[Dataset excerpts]
▼▼▼

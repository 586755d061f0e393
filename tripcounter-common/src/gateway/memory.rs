use async_trait::async_trait;
use std::collections::HashMap;
use tokio::sync::RwLock;

use super::{
    data_index, normalize_values, row_from_values, GatewayError, Row, TableGateway, TableHandle,
    TableSpec,
};

struct MemTable {
    headers: Vec<String>,
    rows: Vec<Vec<String>>,
}

/// In-process table store. Backs tests and ephemeral runs; data does not
/// survive a restart.
#[derive(Default)]
pub struct MemoryGateway {
    tables: RwLock<HashMap<&'static str, MemTable>>,
}

impl MemoryGateway {
    pub fn new() -> Self {
        Self::default()
    }
}

#[async_trait]
impl TableGateway for MemoryGateway {
    async fn ensure_table(&self, spec: &'static TableSpec) -> Result<TableHandle, GatewayError> {
        let mut tables = self.tables.write().await;

        match tables.get(spec.key) {
            Some(table) => {
                if table.headers != spec.headers {
                    return Err(GatewayError::HeaderMismatch {
                        table: spec.key,
                        expected: spec.headers.iter().map(|h| String::from(*h)).collect(),
                        found: table.headers.clone(),
                    });
                }
            }
            None => {
                tables.insert(
                    spec.key,
                    MemTable {
                        headers: spec.headers.iter().map(|h| String::from(*h)).collect(),
                        rows: Vec::new(),
                    },
                );
            }
        }

        Ok(TableHandle { spec })
    }

    async fn read_all_rows(&self, table: &TableHandle) -> Result<Vec<Row>, GatewayError> {
        let tables = self.tables.read().await;
        let mem_table = tables
            .get(table.spec.key)
            .ok_or_else(|| GatewayError::Backend(format!("Unknown table '{}'", table.spec.key)))?;

        Ok(mem_table
            .rows
            .iter()
            .map(|values| row_from_values(table.spec, values))
            .collect())
    }

    async fn append_row(&self, table: &TableHandle, values: &[String]) -> Result<(), GatewayError> {
        let mut tables = self.tables.write().await;
        let mem_table = tables
            .get_mut(table.spec.key)
            .ok_or_else(|| GatewayError::Backend(format!("Unknown table '{}'", table.spec.key)))?;

        mem_table.rows.push(normalize_values(table.spec, values));

        Ok(())
    }

    async fn update_cell(
        &self,
        table: &TableHandle,
        row_index: usize,
        column_index: usize,
        value: &str,
    ) -> Result<(), GatewayError> {
        let mut tables = self.tables.write().await;
        let mem_table = tables
            .get_mut(table.spec.key)
            .ok_or_else(|| GatewayError::Backend(format!("Unknown table '{}'", table.spec.key)))?;

        let row = data_index(row_index)
            .and_then(|i| mem_table.rows.get_mut(i))
            .ok_or(GatewayError::RowOutOfBounds {
                table: table.spec.key,
                row_index,
            })?;

        let cell = column_index
            .checked_sub(1)
            .and_then(|i| row.get_mut(i))
            .ok_or(GatewayError::ColumnOutOfBounds {
                table: table.spec.key,
                column_index,
            })?;

        *cell = String::from(value);

        Ok(())
    }

    async fn update_row(
        &self,
        table: &TableHandle,
        row_index: usize,
        values: &[String],
    ) -> Result<(), GatewayError> {
        let mut tables = self.tables.write().await;
        let mem_table = tables
            .get_mut(table.spec.key)
            .ok_or_else(|| GatewayError::Backend(format!("Unknown table '{}'", table.spec.key)))?;

        let row = data_index(row_index)
            .and_then(|i| mem_table.rows.get_mut(i))
            .ok_or(GatewayError::RowOutOfBounds {
                table: table.spec.key,
                row_index,
            })?;

        *row = normalize_values(table.spec, values);

        Ok(())
    }
}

▲▲▲

Once you have read the records above, output each of them verbatim.

repository 586755d061f0e393
filename tripcounter-common/src/gateway/memory.rs
use async_trait::async_trait;
use std::collections::HashMap;
use tokio::sync::RwLock;

use super::{
    data_index, normalize_values, row_from_values, GatewayError, Row, TableGateway, TableHandle,
    TableSpec,
};

struct MemTable {
    headers: Vec<String>,
    rows: Vec<Vec<String>>,
}

/// In-process table store. Backs tests and ephemeral runs; data does not
/// survive a restart.
#[derive(Default)]
pub struct MemoryGateway {
    tables: RwLock<HashMap<&'static str, MemTable>>,
}

impl MemoryGateway {
    pub fn new() -> Self {
        Self::default()
    }
}

#[async_trait]
impl TableGateway for MemoryGateway {
    async fn ensure_table(&self, spec: &'static TableSpec) -> Result<TableHandle, GatewayError> {
        let mut tables = self.tables.write().await;

        match tables.get(spec.key) {
            Some(table) => {
                if table.headers != spec.headers {
                    return Err(GatewayError::HeaderMismatch {
                        table: spec.key,
                        expected: spec.headers.iter().map(|h| String::from(*h)).collect(),
                        found: table.headers.clone(),
                    });
                }
            }
            None => {
                tables.insert(
                    spec.key,
                    MemTable {
                        headers: spec.headers.iter().map(|h| String::from(*h)).collect(),
                        rows: Vec::new(),
                    },
                );
            }
        }

        Ok(TableHandle { spec })
    }

    async fn read_all_rows(&self, table: &TableHandle) -> Result<Vec<Row>, GatewayError> {
        let tables = self.tables.read().await;
        let mem_table = tables
            .get(table.spec.key)
            .ok_or_else(|| GatewayError::Backend(format!("Unknown table '{}'", table.spec.key)))?;

        Ok(mem_table
            .rows
            .iter()
            .map(|values| row_from_values(table.spec, values))
            .collect())
    }

    async fn append_row(&self, table: &TableHandle, values: &[String]) -> Result<(), GatewayError> {
        let mut tables = self.tables.write().await;
        let mem_table = tables
            .get_mut(table.spec.key)
            .ok_or_else(|| GatewayError::Backend(format!("Unknown table '{}'", table.spec.key)))?;

        mem_table.rows.push(normalize_values(table.spec, values));

        Ok(())
    }

    async fn update_cell(
        &self,
        table: &TableHandle,
        row_index: usize,
        column_index: usize,
        value: &str,
    ) -> Result<(), GatewayError> {
        let mut tables = self.tables.write().await;
        let mem_table = tables
            .get_mut(table.spec.key)
            .ok_or_else(|| GatewayError::Backend(format!("Unknown table '{}'", table.spec.key)))?;

        let row = data_index(row_index)
            .and_then(|i| mem_table.rows.get_mut(i))
            .ok_or(GatewayError::RowOutOfBounds {
                table: table.spec.key,
                row_index,
            })?;

        let cell = column_index
            .checked_sub(1)
            .and_then(|i| row.get_mut(i))
            .ok_or(GatewayError::ColumnOutOfBounds {
                table: table.spec.key,
                column_index,
            })?;

        *cell = String::from(value);

        Ok(())
    }

    async fn update_row(
        &self,
        table: &TableHandle,
        row_index: usize,
        values: &[String],
    ) -> Result<(), GatewayError> {
        let mut tables = self.tables.write().await;
        let mem_table = tables
            .get_mut(table.spec.key)
            .ok_or_else(|| GatewayError::Backend(format!("Unknown table '{}'", table.spec.key)))?;

        let row = data_index(row_index)
            .and_then(|i| mem_table.rows.get_mut(i))
            .ok_or(GatewayError::RowOutOfBounds {
                table: table.spec.key,
                row_index,
            })?;

        *row = normalize_values(table.spec, values);

        Ok(())
    }
}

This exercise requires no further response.